Hubo abundantes reacciones a la entrega del viernes pasado, se agradece. Un grupo de personas, sin criticar la descripción del desorden que aquí se presentó, sugirió una interpretación diferente: no es producto de la locura (incompetencia), sino de la maldad, se trata de una estrategia deliberada de destrucción.
Este dilema nos ha acompañado desde la decisión de cancelar el aeropuerto: el gobierno actual está destruyendo valor económico, tramado institucional, tejido social, pero no queda claro por qué lo hace. Hay evidencia contundente de ambas cosas, de su incompetencia y de su maldad, pero identificar las proporciones de cada una es muy difícil.
Muchos creen que es absurdo que el gobierno se involucre en un proceso deliberado de destrucción, porque con eso se reduce la riqueza nacional, y por lo mismo lo que el gobierno puede extraer de la población. Este análisis supone un gobierno monolítico con un objetivo de desarrollo, y eso no existe. Hay diversos grupos parasitarios al interior de la coalición gobernante, y no hay un objetivo económico, sino de control político. Cuando uno cambia la óptica, se entiende mejor lo que está ocurriendo.
El poder tiene tres fuentes: la fuerza, los recursos, y el convencimiento (legitimidad). Esta última es la más barata de todas, una vez que existe. Si no hay legitimidad, entonces hay que descansar en la fuerza y los recursos, y eso es sumamente costoso. La legitimidad, sin embargo, se va perdiendo conforme se cometen errores, y este gobierno ha acumulado muchos. En consecuencia, su única forma de sobrevivir ahora es lograr que el costo en fuerza y recursos sea lo más bajo posible. Para ello, es indispensable acabar con la clase media.
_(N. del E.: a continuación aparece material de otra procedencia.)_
//! Batch evaluation over a ranking session.
//!
//! Runs every catalog item as a query, judges relevance from raw tag
//! text, and aggregates rank-quality, coverage, and diversity metrics
//! into one report.

use ahash::AHashSet;
use mindrec_core::RankingSession;
use serde::{Deserialize, Serialize};

use crate::diversity::{average_diversity, EvalError};
use crate::metrics::{catalog_coverage, mrr, ndcg_at_k, precision_at_k, recall_at_k};
use crate::relevance::RelevanceJudge;

/// Parameters for an evaluation run.
#[derive(Debug, Clone, Copy, Serialize, Deserialize)]
pub struct EvalConfig {
    /// Recommendation list length per query.
    pub k: usize,
    /// Minimum shared tags for boolean relevance.
    pub min_common: usize,
}

impl Default for EvalConfig {
    fn default() -> Self {
        Self { k: 5, min_common: 3 }
    }
}

/// Metrics for a single query.
#[derive(Debug, Clone, Copy, Serialize, Deserialize)]
pub struct QueryMetrics {
    pub query: usize,
    pub precision: f32,
    pub recall: f32,
    pub mrr: f32,
    pub ndcg: f32,
}

/// Aggregated evaluation results over the whole catalog.
#[derive(Debug, Clone, Serialize, Deserialize)]
pub struct EvalReport {
    pub queries: usize,
    pub k: usize,
    pub mean_precision: f32,
    pub mean_recall: f32,
    pub mean_mrr: f32,
    pub mean_ndcg: f32,
    pub coverage: f32,
    pub diversity: f32,
}

/// Drives the metric suite over every item of a session's catalog.
pub struct Evaluator {
    config: EvalConfig,
    judge: RelevanceJudge,
}

impl Evaluator {
    #[must_use]
    pub fn new(config: EvalConfig) -> Self {
        Self {
            judge: RelevanceJudge::new(config.min_common),
            config,
        }
    }

    /// Metrics for one query item.
    pub fn evaluate_query(
        &self,
        session: &RankingSession,
        query: usize,
    ) -> Result<QueryMetrics, EvalError> {
        let recommended = session.recommend_by_index(query, self.config.k)?;
        Ok(self.metrics_for(session, query, &recommended))
    }

    fn metrics_for(
        &self,
        session: &RankingSession,
        query: usize,
        recommended: &[usize],
    ) -> QueryMetrics {
        let catalog = session.catalog();
        let query_tags = catalog
            .get(query)
            .map(|item| item.tags.as_str())
            .unwrap_or_default();

        let relevant: AHashSet<usize> = catalog
            .iter()
            .filter(|item| {
                item.index != query && self.judge.is_relevant(query_tags, &item.tags)
            })
            .map(|item| item.index)
            .collect();

        let grade = |index: usize| {
            catalog
                .get(index)
                .map(|item| self.judge.graded(query_tags, &item.tags))
                .unwrap_or(0.0)
        };

        QueryMetrics {
            query,
            precision: precision_at_k(recommended, &relevant, self.config.k),
            recall: recall_at_k(recommended, &relevant, self.config.k),
            mrr: mrr(recommended, &relevant),
            ndcg: ndcg_at_k(recommended, grade, catalog.len(), self.config.k),
        }
    }

    /// Evaluate every catalog item as a query and aggregate.
    pub fn run(&self, session: &RankingSession) -> Result<EvalReport, EvalError> {
        let n = session.catalog().len();
        let mut per_query = Vec::with_capacity(n);
        let mut all_lists = Vec::with_capacity(n);

        for query in 0..n {
            let recommended = session.recommend_by_index(query, self.config.k)?;
            per_query.push(self.metrics_for(session, query, &recommended));
            all_lists.push(recommended);
        }

        let diversity = average_diversity(session.similarity(), &all_lists)?;
        let coverage = catalog_coverage(&all_lists, n);

        let mean = |f: fn(&QueryMetrics) -> f32| {
            if per_query.is_empty() {
                0.0
            } else {
                per_query.iter().map(f).sum::<f32>() / per_query.len() as f32
            }
        };

        Ok(EvalReport {
            queries: n,
            k: self.config.k,
            mean_precision: mean(|q| q.precision),
            mean_recall: mean(|q| q.recall),
            mean_mrr: mean(|q| q.mrr),
            mean_ndcg: mean(|q| q.ndcg),
            coverage,
            diversity,
        })
    }
}
use serde::{Deserialize, Serialize};

/// A non-negative token count vector over a fixed vocabulary.
///
/// Entry `c` counts how many times vocabulary column `c`'s token occurs
/// in one item's normalized tags.
#[derive(Debug, Clone, Serialize, Deserialize, PartialEq, Eq)]
pub struct TagVector {
    counts: Vec<u32>,
}

impl TagVector {
    #[inline]
    #[must_use]
    pub fn new(counts: Vec<u32>) -> Self {
        Self { counts }
    }

    #[inline]
    #[must_use]
    pub fn zeros(dim: usize) -> Self {
        Self {
            counts: vec![0; dim],
        }
    }

    #[inline]
    #[must_use]
    pub fn dim(&self) -> usize {
        self.counts.len()
    }

    #[inline]
    #[must_use]
    pub fn is_empty(&self) -> bool {
        self.counts.is_empty()
    }

    #[inline]
    #[must_use]
    pub fn counts(&self) -> &[u32] {
        &self.counts
    }

    /// True when every entry is zero (items whose tags all fell outside
    /// the vocabulary).
    #[inline]
    #[must_use]
    pub fn is_zero(&self) -> bool {
        self.counts.iter().all(|&c| c == 0)
    }

    /// Exact integer dot product.
    #[inline]
    #[must_use]
    pub fn dot(&self, other: &TagVector) -> u64 {
        self.counts
            .iter()
            .zip(other.counts.iter())
            .map(|(&a, &b)| u64::from(a) * u64::from(b))
            .sum()
    }

    /// Euclidean norm.
    #[inline]
    #[must_use]
    pub fn norm(&self) -> f32 {
        let sum_sq: u64 = self.counts.iter().map(|&c| u64::from(c) * u64::from(c)).sum();
        (sum_sq as f32).sqrt()
    }

    /// Cosine similarity in [0, 1].
    ///
    /// Returns 0.0 when either norm is zero or the dimensions differ.
    #[inline]
    #[must_use]
    pub fn cosine_similarity(&self, other: &TagVector) -> f32 {
        if self.dim() != other.dim() {
            return 0.0;
        }

        let norm_a = self.norm();
        let norm_b = other.norm();
        if norm_a == 0.0 || norm_b == 0.0 {
            return 0.0;
        }

        self.dot(other) as f32 / (norm_a * norm_b)
    }
}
La clase media (ese grupo de personas que ha logrado cubrir sus necesidades básicas y tiene tiempo suficiente para interesarse por la cosa pública) es un segmento muy problemático para el poder. Apenas en dos ocasiones, en toda la historia, ha existido un grupo de clase media suficientemente grande. Por unas pocas décadas en lo que llamamos “antigüedad clásica” (sustentada en la esclavitud) y por ya varios siglos a partir del siglo XIV. En esta última ocasión, ese grupo logró construir formas de gobierno que le permitiesen no sólo sobrevivir, sino ampliarse.
En tres ocasiones ha ocurrido una gran revuelta contra la clase media: alrededor de la religión en el siglo XVI, alrededor de ideas naturalistas en el siglo XVIII, y alrededor de clases sociales y razas durante el siglo XX. En las tres, la clase media ha logrado ganar e impulsar su programa, que sólo existe con ella: libre mercado, democracia, liberalismo. En cada ocasión, ampliando su tamaño e incluyendo a cada vez más personas. Ahora vivimos un cuarto ataque.
En México tuvimos una discusión acerca de la clase media hace algunos años. Debido a ello, INEGI hizo un experimento muy interesante, con base en información del censo de población y la encuesta de ingreso-gasto de 2010, que puede usted ver en su sitio, dentro de la pestaña “investigación”. Para ese año, estimaron que el 39% de los mexicanos podía considerarse parte de la clase media, frente a 35% en el año 2000. Ya podremos verificar en 2021, pero no dudo que para 2018 más del 45% de los mexicanos estuviese en ese grupo.
Ese 45% es el destinatario de las decisiones de gobierno. Quitarles el piso de bienestar y el tiempo libre para participar es indispensable para quienes quieren instalarse en el poder y desde ahí extraer la mayor cantidad de recursos posible. La incompetencia, que ha acelerado el proceso, de hecho juega en su contra. Querían destrucción, no caos, y sí son cosas diferentes.
La pandemia, que decían les “cayó como anillo al dedo”, puede convertirse en la evidencia definitiva de su maldad. Ya lo veremos.